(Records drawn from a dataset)
_ _ _ _ _
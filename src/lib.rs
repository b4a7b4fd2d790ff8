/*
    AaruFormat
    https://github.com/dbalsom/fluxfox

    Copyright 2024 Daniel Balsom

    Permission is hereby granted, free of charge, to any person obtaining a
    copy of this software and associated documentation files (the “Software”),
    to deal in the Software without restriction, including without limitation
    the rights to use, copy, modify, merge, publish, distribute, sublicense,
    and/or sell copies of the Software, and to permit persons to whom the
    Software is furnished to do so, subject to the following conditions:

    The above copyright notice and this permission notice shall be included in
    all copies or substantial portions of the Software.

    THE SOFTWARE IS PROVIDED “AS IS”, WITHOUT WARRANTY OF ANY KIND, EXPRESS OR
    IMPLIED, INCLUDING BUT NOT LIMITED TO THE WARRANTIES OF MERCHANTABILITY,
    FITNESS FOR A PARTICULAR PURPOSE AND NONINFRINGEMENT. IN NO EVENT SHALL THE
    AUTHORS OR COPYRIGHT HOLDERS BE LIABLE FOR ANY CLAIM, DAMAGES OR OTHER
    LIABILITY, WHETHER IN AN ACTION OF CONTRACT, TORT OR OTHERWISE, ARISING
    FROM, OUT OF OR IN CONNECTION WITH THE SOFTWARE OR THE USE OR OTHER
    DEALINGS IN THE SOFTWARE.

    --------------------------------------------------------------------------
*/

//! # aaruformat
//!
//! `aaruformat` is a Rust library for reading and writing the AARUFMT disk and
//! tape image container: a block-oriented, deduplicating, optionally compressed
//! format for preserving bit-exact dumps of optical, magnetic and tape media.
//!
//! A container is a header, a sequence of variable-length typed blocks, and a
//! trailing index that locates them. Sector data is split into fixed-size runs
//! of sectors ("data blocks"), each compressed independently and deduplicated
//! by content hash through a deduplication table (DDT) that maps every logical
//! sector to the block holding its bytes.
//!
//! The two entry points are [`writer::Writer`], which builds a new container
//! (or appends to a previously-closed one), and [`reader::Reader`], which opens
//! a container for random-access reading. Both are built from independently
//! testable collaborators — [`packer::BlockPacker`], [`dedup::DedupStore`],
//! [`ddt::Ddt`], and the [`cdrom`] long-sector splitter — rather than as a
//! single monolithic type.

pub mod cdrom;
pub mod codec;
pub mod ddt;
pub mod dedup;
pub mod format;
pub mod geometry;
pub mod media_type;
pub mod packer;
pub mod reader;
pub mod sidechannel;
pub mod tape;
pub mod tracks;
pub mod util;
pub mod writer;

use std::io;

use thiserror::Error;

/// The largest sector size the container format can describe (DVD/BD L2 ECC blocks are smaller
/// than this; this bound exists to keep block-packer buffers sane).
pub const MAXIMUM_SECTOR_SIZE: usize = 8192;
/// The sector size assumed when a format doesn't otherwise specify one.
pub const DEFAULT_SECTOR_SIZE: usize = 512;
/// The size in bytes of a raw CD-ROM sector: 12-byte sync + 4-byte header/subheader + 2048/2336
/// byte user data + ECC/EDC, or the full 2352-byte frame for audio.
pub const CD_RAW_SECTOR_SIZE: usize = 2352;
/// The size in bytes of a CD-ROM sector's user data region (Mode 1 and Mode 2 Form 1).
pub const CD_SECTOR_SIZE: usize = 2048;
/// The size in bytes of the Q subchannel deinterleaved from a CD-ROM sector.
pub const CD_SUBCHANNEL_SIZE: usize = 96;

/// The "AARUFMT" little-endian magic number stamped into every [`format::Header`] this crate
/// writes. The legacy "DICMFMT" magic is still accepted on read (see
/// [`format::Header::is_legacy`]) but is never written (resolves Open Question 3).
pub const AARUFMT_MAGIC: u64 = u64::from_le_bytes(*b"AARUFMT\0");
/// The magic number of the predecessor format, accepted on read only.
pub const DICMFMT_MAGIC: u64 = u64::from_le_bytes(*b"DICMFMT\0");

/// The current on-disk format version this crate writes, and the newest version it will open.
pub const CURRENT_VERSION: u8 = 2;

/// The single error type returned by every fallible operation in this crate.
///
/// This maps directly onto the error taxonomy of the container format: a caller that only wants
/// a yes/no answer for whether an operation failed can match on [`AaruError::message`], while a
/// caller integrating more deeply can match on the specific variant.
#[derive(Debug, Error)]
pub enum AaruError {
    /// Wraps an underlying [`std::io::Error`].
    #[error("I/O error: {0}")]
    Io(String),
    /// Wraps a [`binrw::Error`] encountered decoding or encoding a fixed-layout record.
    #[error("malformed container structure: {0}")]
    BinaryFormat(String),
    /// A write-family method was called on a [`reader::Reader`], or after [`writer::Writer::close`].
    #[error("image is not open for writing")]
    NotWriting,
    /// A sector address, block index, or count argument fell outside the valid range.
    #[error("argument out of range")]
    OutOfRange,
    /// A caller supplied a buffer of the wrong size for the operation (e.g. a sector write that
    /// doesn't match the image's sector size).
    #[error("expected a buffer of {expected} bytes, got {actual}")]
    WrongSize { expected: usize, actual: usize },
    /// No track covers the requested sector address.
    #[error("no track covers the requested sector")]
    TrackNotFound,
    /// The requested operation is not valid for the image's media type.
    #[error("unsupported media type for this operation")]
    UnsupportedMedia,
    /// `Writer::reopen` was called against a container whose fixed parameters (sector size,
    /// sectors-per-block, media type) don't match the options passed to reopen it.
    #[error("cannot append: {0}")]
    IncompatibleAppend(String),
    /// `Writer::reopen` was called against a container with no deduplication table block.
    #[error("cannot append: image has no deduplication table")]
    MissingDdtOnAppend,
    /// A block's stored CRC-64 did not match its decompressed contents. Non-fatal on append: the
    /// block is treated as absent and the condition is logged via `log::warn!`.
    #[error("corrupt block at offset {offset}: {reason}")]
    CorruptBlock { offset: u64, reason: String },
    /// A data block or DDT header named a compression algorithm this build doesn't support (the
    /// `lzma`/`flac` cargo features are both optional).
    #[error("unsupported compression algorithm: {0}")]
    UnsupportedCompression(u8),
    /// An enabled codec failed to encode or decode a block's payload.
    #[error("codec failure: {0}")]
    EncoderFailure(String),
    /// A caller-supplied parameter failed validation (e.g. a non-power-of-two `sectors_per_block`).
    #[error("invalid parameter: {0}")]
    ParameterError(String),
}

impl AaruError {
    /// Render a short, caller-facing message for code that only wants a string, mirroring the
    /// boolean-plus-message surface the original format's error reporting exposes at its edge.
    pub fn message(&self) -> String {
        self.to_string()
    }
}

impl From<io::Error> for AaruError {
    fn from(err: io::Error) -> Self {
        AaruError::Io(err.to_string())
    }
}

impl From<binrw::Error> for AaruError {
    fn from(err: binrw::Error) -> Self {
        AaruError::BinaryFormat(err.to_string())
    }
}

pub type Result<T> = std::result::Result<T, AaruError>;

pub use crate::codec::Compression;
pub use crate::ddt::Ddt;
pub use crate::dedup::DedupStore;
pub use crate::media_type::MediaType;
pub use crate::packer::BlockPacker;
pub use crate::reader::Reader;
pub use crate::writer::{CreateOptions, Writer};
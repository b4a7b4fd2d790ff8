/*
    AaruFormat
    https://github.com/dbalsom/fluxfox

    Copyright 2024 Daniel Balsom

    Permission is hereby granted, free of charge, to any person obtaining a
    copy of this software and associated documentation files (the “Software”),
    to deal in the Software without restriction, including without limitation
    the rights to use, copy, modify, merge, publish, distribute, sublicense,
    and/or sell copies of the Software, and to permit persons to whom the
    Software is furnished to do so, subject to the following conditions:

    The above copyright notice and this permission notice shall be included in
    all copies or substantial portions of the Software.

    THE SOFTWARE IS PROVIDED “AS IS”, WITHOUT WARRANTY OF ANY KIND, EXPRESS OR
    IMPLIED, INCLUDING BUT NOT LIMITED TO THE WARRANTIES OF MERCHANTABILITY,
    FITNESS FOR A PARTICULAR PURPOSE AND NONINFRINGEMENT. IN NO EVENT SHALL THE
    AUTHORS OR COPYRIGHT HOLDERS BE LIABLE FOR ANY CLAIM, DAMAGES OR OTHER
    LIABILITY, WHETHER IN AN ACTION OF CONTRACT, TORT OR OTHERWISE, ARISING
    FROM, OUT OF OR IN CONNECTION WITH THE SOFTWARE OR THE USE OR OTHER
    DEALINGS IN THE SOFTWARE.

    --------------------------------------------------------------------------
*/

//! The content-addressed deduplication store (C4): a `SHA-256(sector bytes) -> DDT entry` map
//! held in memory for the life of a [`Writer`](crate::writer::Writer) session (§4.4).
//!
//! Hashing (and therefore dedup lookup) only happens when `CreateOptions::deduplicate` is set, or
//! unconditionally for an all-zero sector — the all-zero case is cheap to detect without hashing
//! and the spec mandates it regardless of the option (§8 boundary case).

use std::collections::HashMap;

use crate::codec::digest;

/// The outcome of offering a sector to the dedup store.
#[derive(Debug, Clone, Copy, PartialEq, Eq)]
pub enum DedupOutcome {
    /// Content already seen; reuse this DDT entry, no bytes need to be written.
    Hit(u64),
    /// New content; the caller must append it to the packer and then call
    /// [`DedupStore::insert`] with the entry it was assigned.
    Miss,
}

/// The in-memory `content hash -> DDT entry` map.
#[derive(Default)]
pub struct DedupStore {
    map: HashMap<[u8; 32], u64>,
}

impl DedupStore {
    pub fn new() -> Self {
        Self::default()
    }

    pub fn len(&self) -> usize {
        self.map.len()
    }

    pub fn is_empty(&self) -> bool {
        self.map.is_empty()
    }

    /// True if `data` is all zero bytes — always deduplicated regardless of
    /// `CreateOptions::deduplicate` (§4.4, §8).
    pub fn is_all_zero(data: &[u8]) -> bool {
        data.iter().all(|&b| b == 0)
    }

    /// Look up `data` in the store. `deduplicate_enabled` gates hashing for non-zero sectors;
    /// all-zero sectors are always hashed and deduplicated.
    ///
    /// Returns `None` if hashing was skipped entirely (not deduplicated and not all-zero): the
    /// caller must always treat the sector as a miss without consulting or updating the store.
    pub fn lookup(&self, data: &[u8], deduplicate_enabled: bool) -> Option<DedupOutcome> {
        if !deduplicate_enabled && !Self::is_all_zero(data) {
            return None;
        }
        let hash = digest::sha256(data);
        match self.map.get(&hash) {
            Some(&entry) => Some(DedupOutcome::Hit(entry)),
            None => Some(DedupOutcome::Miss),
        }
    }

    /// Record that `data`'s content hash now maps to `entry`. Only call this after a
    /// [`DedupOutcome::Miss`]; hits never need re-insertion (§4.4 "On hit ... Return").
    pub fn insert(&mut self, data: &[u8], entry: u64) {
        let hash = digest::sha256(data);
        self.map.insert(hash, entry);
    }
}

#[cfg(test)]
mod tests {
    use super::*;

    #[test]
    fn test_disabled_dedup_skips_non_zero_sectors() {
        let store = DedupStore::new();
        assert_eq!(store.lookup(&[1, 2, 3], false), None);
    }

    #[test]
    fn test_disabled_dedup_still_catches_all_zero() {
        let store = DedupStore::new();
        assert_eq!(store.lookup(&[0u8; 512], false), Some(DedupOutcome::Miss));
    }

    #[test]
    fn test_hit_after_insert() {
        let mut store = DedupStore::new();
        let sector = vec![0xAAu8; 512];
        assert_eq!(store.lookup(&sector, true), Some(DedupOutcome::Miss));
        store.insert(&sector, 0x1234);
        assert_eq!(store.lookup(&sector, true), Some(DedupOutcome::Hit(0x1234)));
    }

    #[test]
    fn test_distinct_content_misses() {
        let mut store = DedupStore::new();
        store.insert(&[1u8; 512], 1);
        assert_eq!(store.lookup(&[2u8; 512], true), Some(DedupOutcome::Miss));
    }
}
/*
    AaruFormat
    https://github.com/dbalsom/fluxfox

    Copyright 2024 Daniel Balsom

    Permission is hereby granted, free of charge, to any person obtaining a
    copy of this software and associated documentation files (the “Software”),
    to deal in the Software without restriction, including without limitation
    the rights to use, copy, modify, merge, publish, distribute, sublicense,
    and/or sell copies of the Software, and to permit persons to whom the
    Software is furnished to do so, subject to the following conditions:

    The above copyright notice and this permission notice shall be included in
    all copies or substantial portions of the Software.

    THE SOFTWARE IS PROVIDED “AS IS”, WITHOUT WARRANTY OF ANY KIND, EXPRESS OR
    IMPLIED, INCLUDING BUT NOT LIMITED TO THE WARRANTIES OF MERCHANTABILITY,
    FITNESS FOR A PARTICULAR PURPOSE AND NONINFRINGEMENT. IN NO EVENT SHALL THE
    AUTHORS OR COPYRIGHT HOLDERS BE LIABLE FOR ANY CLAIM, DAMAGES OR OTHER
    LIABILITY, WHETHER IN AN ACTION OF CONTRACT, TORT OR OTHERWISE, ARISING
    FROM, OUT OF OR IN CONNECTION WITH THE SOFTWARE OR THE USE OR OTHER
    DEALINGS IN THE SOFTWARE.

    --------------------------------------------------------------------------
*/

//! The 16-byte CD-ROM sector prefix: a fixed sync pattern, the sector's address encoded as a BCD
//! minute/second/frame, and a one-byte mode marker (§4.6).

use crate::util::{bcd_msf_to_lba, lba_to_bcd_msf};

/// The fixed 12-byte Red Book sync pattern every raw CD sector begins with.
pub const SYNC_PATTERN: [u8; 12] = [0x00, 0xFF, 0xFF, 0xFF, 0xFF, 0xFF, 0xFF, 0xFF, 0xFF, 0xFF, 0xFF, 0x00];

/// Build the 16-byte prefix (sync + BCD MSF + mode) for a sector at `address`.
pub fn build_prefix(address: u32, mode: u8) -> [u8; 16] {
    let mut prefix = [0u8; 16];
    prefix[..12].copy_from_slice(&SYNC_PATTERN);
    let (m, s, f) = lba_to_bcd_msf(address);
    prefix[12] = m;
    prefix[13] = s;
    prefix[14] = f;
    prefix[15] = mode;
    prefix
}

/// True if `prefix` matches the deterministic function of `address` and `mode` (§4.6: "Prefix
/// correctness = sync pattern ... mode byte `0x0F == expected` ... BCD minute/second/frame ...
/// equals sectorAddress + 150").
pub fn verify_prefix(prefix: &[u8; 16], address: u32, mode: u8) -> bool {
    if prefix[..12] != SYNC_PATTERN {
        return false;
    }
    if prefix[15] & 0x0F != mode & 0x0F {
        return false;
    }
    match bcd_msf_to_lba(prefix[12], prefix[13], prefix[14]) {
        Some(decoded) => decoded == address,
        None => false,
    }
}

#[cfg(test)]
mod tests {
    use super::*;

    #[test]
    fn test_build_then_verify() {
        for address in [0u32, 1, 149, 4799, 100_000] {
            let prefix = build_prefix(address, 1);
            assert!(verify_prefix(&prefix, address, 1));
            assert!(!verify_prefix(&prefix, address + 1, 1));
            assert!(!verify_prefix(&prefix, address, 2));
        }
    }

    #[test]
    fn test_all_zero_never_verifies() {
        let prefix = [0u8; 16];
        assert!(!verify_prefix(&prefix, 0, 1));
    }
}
_ _ _ _ _
:: TASK REQUIREMENTS ::
Your answer should consist only of the lines above between the line holding "pub mod dedup;" and the line holding "block-packer buffers sane).", inclusive, each transcribed exactly.

:: THE ANSWER ::
pub mod dedup;
pub mod format;
pub mod geometry;
pub mod media_type;
pub mod packer;
pub mod reader;
pub mod sidechannel;
pub mod tape;
pub mod tracks;
pub mod util;
pub mod writer;

use std::io;

use thiserror::Error;

/// The largest sector size the container format can describe (DVD/BD L2 ECC blocks are smaller
/// than this; this bound exists to keep block-packer buffers sane).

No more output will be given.